Diethylstilbestrol inhibits tumor growth and prolactin production in rat pituitary tumors

Treatment of rats bearing transplantable MtT/W15 tumors with 10 mg of diethylstilbestrol (DES) for 3 weeks led to inhibition of tumor growth. The inhibition of tumor growth was reversible after removal of the DES. Histologic examination revealed decreased mitotic activity; however, DES did not produce cell necrosis. Concomitantly, the anterior pituitary glands of animals treated with DES became hyperplastic, with an increased number of prolactin (PRL)-producing cells. DES resulted in a decreased number of PRL cells in the tumor and decreased serum PRL/tumor weight, compared with that of control rats. There was also an increase in the number of growth hormone (GH) tumor cells and an increased serum GH/tumor weight. 17 beta-Estradiol had an effect similar to that of DES, while progesterone did not inhibit tumor growth or cause pituitary cell hyperplasia.

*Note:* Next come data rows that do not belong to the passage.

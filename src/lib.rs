// Library exports for the emoji-mixer binaries and integration tests.
//
// The pure pieces (codepoint encoding, pair keys, record types, catalog
// lookup) live in `emoji-mixer-catalog`; the offline builders live in
// `emoji-mixer-builder`. This crate adds the runtime around them: the
// reloadable catalog store, suggestions, session state and the CLI.

/// Application version (root crate version, for use by sub-crates).
pub const VERSION: &str = env!("CARGO_PKG_VERSION");

pub mod cli;
pub mod logging;
pub mod session;
pub mod store;
pub mod suggest;

pub use emoji_mixer_catalog as catalog;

Ovariectomy resulted in a decrease in the tumor growth rate, compared with that of control animals, suggesting that the MtT/W 15 tumors are relatively dependent on estrogens for optimal growth. These results indicate that DES inhibition of MtT/W 15 tumor growth is an excellent model for study of the mechanism of the inhibition of tumor growth and the modification of GH and PRL expression by the tumor cells.